Katarzyna J. Cwiertka and Yasuhara Miho’s Branding Japan’s Food: From Meibutsu to Washoku (University of Hawaii Press, 2020) explores historical and contemporary practices of place branding through food in Japan. The book’s narrative centers on the event that precipitated its writing, namely, the 2013 addition of “Washoku, traditional dietary cultures of the Japanese, notably for the celebration of New Year” to UNESCO’s Representative List of the Intangible Cultural Heritage of Humanity.
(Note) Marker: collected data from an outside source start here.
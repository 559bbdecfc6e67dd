//! # dusk-core
//! Foundation types, traits and fixed-point math for the Dusk collector.

pub mod constants;
pub mod error;
pub mod math;
pub mod traits;
pub mod types;
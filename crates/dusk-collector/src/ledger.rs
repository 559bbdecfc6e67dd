//! Sparse in-memory storage for the epoch ledger.
//!
//! Every map reads missing keys as the canonical zero record. User epoch
//! balances are keyed `(user, token, epoch)` and removed once collected, so
//! the maps only hold live positions.

use std::collections::HashMap;

use dusk_core::types::{Address, EpochBalance, TokenInfo};

/// Backing store for [`crate::FeeCollector`].
///
/// All accessors are copy-out; mutation goes through the `*_mut` and
/// `credit_*` methods so callers cannot hold references across writes.
#[derive(Debug, Default, Clone)]
pub struct TokenLedger {
    tokens: HashMap<Address, TokenInfo>,
    epochs: HashMap<(Address, u64), EpochBalance>,
    user_epochs: HashMap<(Address, Address, u64), u128>,
    user_pointers: HashMap<(Address, Address), u64>,
    settlement: HashMap<Address, u128>,
}

impl TokenLedger {
    pub fn new() -> Self {
        Self::default()
    }

    /// Auction state of `token`; fresh tokens read as the default record.
    pub fn token_info(&self, token: Address) -> TokenInfo {
        self.tokens.get(&token).copied().unwrap_or_default()
    }

    pub fn set_token_info(&mut self, token: Address, info: TokenInfo) {
        self.tokens.insert(token, info);
    }

    /// Balances of `(token, epoch)`; untouched epochs read as zero.
    pub fn epoch_balance(&self, token: Address, epoch: u64) -> EpochBalance {
        self.epochs.get(&(token, epoch)).copied().unwrap_or(EpochBalance::ZERO)
    }

    pub fn epoch_balance_mut(&mut self, token: Address, epoch: u64) -> &mut EpochBalance {
        self.epochs.entry((token, epoch)).or_insert(EpochBalance::ZERO)
    }

    /// `user`'s reward-token deposit still sitting in `(token, epoch)`.
    pub fn user_epoch_balance(&self, user: Address, token: Address, epoch: u64) -> u128 {
        self.user_epochs.get(&(user, token, epoch)).copied().unwrap_or(0)
    }

    pub fn credit_user_epoch(&mut self, user: Address, token: Address, epoch: u64, amount: u128) {
        *self.user_epochs.entry((user, token, epoch)).or_insert(0) += amount;
    }

    /// Drop a collected position. Missing entries are fine to clear.
    pub fn clear_user_epoch(&mut self, user: Address, token: Address, epoch: u64) {
        self.user_epochs.remove(&(user, token, epoch));
    }

    /// Oldest epoch of `token` that `user` has not yet settled.
    pub fn user_pointer(&self, user: Address, token: Address) -> u64 {
        self.user_pointers.get(&(user, token)).copied().unwrap_or(0)
    }

    pub fn set_user_pointer(&mut self, user: Address, token: Address, epoch: u64) {
        self.user_pointers.insert((user, token), epoch);
    }

    /// Settlement currency owed to `user` across all tokens.
    pub fn settlement_balance(&self, user: Address) -> u128 {
        self.settlement.get(&user).copied().unwrap_or(0)
    }

    pub fn credit_settlement(&mut self, user: Address, amount: u128) {
        *self.settlement.entry(user).or_insert(0) += amount;
    }

    pub fn clear_settlement(&mut self, user: Address) {
        self.settlement.remove(&user);
    }

    /// Sellable remainder of `token` across its unfinalized epochs.
    ///
    /// Spans `first_unprocessed_epoch ..= current_epoch`; the span is at
    /// most two epochs wide between entrypoint calls.
    pub fn available_balance(&self, token: Address) -> u128 {
        let info = self.token_info(token);
        let mut available = 0u128;
        for epoch in info.first_unprocessed_epoch..=info.current_epoch {
            available += self.epoch_balance(token, epoch).remaining();
        }
        available
    }
}
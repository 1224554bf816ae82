//! Property-Based Tests for the Ordered Index
//!
//! # Test Properties
//!
//! 1. **Ordering**: in-order traversal is strictly increasing after any
//!    insert/remove sequence
//! 2. **Balance**: every node's balance factor stays in {-1, 0, 1} and its
//!    height is 1 + max(child heights)
//! 3. **Membership**: the index holds exactly the distinct keys a `BTreeSet`
//!    model holds, and `lookup` finds each of them

#![cfg(test)]

use std::collections::BTreeSet;

use proptest::prelude::*;

use super::ordered::tests::{nodes, TestAdapter};
use super::ordered::OrderedIndex;

// =============================================================================
// Property Strategies
// =============================================================================

#[derive(Debug, Clone)]
enum Op {
    Insert(usize),
    Remove(usize),
}

/// Operations over a pool of 64 nodes with keys drawn from a narrow range so
/// duplicate keys and repeated removals are common.
fn op_strategy() -> impl Strategy<Value = Op> {
    prop_oneof![
        3 => (0usize..64).prop_map(Op::Insert),
        2 => (0usize..64).prop_map(Op::Remove),
    ]
}

fn keys_strategy() -> impl Strategy<Value = Vec<i64>> {
    prop::collection::vec(-40i64..40, 64)
}

// =============================================================================
// Structural Properties
// =============================================================================

proptest! {
    #![proptest_config(ProptestConfig::with_cases(200))]

    /// Property: after every operation the tree is ordered, balanced and
    /// agrees with a set model.
    #[test]
    fn prop_matches_set_model(
        keys in keys_strategy(),
        ops in prop::collection::vec(op_strategy(), 1..300),
    ) {
        let mut store = nodes(&keys);
        let mut index = OrderedIndex::new(TestAdapter);
        let mut model = BTreeSet::new();

        for op in ops {
            match op {
                Op::Insert(n) => {
                    if store[n].links.is_linked() {
                        continue;
                    }
                    let inserted = index.insert(&mut store, n);
                    prop_assert_eq!(inserted, model.insert(keys[n]));
                }
                Op::Remove(n) => {
                    let was_linked = store[n].links.is_linked();
                    prop_assert_eq!(index.remove(&mut store, n), was_linked);
                    if was_linked {
                        model.remove(&keys[n]);
                    }
                }
            }
            prop_assert!(index.verify_invariants(&store).is_ok());
        }

        let in_order: Vec<i64> = index.iter(&store).map(|n| store[n].key).collect();
        let expected: Vec<i64> = model.iter().copied().collect();
        prop_assert_eq!(in_order, expected);
        prop_assert_eq!(index.count(), model.len());

        for key in &model {
            let found = index.lookup(&store, key);
            prop_assert!(found.is_some());
            prop_assert_eq!(store[found.unwrap()].key, *key);
        }
    }

    /// Property: `lookup_equal_or_next` agrees with the set model's range query.
    #[test]
    fn prop_equal_or_next_matches_model(
        keys in prop::collection::vec(-1000i64..1000, 1..128),
        probes in prop::collection::vec(-1100i64..1100, 1..32),
    ) {
        let mut store = nodes(&keys);
        let mut index = OrderedIndex::new(TestAdapter);
        let mut model = BTreeSet::new();
        for n in 0..store.len() {
            if index.insert(&mut store, n) {
                model.insert(keys[n]);
            }
        }

        for probe in probes {
            let got = index.lookup_equal_or_next(&store, &probe).map(|n| store[n].key);
            prop_assert_eq!(got, model.range(probe..).next().copied());

            let got = index.lookup_equal_or_previous(&store, &probe).map(|n| store[n].key);
            prop_assert_eq!(got, model.range(..=probe).next_back().copied());
        }
    }
}
//! Read Cache Metrics
//!
//! Lock-free counters updated alongside cache operations, readable at any
//! time without taking the cache lock.

use std::sync::atomic::{AtomicU64, Ordering};

use serde::Serialize;

/// Read cache metrics collector
#[derive(Debug, Default)]
pub struct CacheMetrics {
    // Lookups
    query_hits: AtomicU64,
    query_misses: AtomicU64,

    // Population
    adds: AtomicU64,
    superseded: AtomicU64,

    // Replacement
    cold_evictions: AtomicU64,
    lru_k_evictions: AtomicU64,
    demotions: AtomicU64,
    promotions: AtomicU64,
    suppressed_touches: AtomicU64,

    // Invalidation
    invalidated: AtomicU64,

    // Waiters
    waiters_evicted: AtomicU64,
    waiters_canceled: AtomicU64,
}

impl CacheMetrics {
    /// Create a new metrics collector
    pub fn new() -> Self {
        Self::default()
    }

    pub fn record_hit(&self) {
        self.query_hits.fetch_add(1, Ordering::Relaxed);
    }

    pub fn record_miss(&self) {
        self.query_misses.fetch_add(1, Ordering::Relaxed);
    }

    pub fn record_add(&self) {
        self.adds.fetch_add(1, Ordering::Relaxed);
    }

    /// Entries dropped because a newer overlapping range was added
    pub fn record_superseded(&self, count: u64) {
        self.superseded.fetch_add(count, Ordering::Relaxed);
    }

    pub fn record_cold_eviction(&self) {
        self.cold_evictions.fetch_add(1, Ordering::Relaxed);
    }

    pub fn record_lru_k_eviction(&self) {
        self.lru_k_evictions.fetch_add(1, Ordering::Relaxed);
    }

    /// Burst tail moved into the LRU-K tier
    pub fn record_demotion(&self) {
        self.demotions.fetch_add(1, Ordering::Relaxed);
    }

    /// LRU-K entry touched and moved back into the burst tier
    pub fn record_promotion(&self) {
        self.promotions.fetch_add(1, Ordering::Relaxed);
    }

    pub fn record_suppressed_touch(&self) {
        self.suppressed_touches.fetch_add(1, Ordering::Relaxed);
    }

    pub fn record_invalidated(&self, count: u64) {
        self.invalidated.fetch_add(count, Ordering::Relaxed);
    }

    pub fn record_waiter_evicted(&self) {
        self.waiters_evicted.fetch_add(1, Ordering::Relaxed);
    }

    pub fn record_waiter_canceled(&self) {
        self.waiters_canceled.fetch_add(1, Ordering::Relaxed);
    }

    pub fn hits(&self) -> u64 {
        self.query_hits.load(Ordering::Relaxed)
    }

    pub fn misses(&self) -> u64 {
        self.query_misses.load(Ordering::Relaxed)
    }

    /// Query hit ratio (0.0 when nothing was queried)
    pub fn hit_ratio(&self) -> f64 {
        let hits = self.hits() as f64;
        let total = hits + self.misses() as f64;
        if total == 0.0 {
            0.0
        } else {
            hits / total
        }
    }

    /// Total entries evicted by capacity enforcement
    pub fn evictions(&self) -> u64 {
        self.cold_evictions.load(Ordering::Relaxed) + self.lru_k_evictions.load(Ordering::Relaxed)
    }

    /// Get snapshot of all metrics
    pub fn snapshot(&self) -> MetricsSnapshot {
        MetricsSnapshot {
            query_hits: self.hits(),
            query_misses: self.misses(),
            hit_ratio: self.hit_ratio(),
            adds: self.adds.load(Ordering::Relaxed),
            superseded: self.superseded.load(Ordering::Relaxed),
            cold_evictions: self.cold_evictions.load(Ordering::Relaxed),
            lru_k_evictions: self.lru_k_evictions.load(Ordering::Relaxed),
            demotions: self.demotions.load(Ordering::Relaxed),
            promotions: self.promotions.load(Ordering::Relaxed),
            suppressed_touches: self.suppressed_touches.load(Ordering::Relaxed),
            invalidated: self.invalidated.load(Ordering::Relaxed),
            waiters_evicted: self.waiters_evicted.load(Ordering::Relaxed),
            waiters_canceled: self.waiters_canceled.load(Ordering::Relaxed),
        }
    }

    /// Reset all metrics
    pub fn reset(&self) {
        for counter in [
            &self.query_hits,
            &self.query_misses,
            &self.adds,
            &self.superseded,
            &self.cold_evictions,
            &self.lru_k_evictions,
            &self.demotions,
            &self.promotions,
            &self.suppressed_touches,
            &self.invalidated,
            &self.waiters_evicted,
            &self.waiters_canceled,
        ] {
            counter.store(0, Ordering::Relaxed);
        }
    }
}

/// Snapshot of all cache metrics
#[derive(Debug, Clone, Default, PartialEq, Serialize)]
pub struct MetricsSnapshot {
    pub query_hits: u64,
    pub query_misses: u64,
    pub hit_ratio: f64,
    pub adds: u64,
    pub superseded: u64,
    pub cold_evictions: u64,
    pub lru_k_evictions: u64,
    pub demotions: u64,
    pub promotions: u64,
    pub suppressed_touches: u64,
    pub invalidated: u64,
    pub waiters_evicted: u64,
    pub waiters_canceled: u64,
}

// =============================================================================
// Tests
// =============================================================================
The authors argue that the definition of washoku in the UNESCO nomination is part of a longer history of manipulative place branding in Japan that has its roots in the premodern period. Contemporary Japan’s penchant for and success at gastrodiplomacy is well known, but Cwiertka and Yasuhara place this national-level soft-power branding strategy within a centuries-long history of business practices that fabricated connections between products (many of them food products) and locations. Those stories are told through the book’s other two protagonists, meibutsu (famous products associated with a particular region) and omiyage (travel souvenirs), many of which are edible these days. Meibutsu and omiyage are central to the travel experience in contemporary Japan, and many of the fictional narratives associated with various edible souvenirs have become part of the national collective memory. Branding Japan’s Food is in part a warning about how quickly and effectively these branding strategies, especially when associated with the pleasures of food and travel and national pride, can overwhelm historical realities. This, Cwiertka and Yasuhara argue, is not just a pedantic matter for academics, but a question about the value of culture and heritage.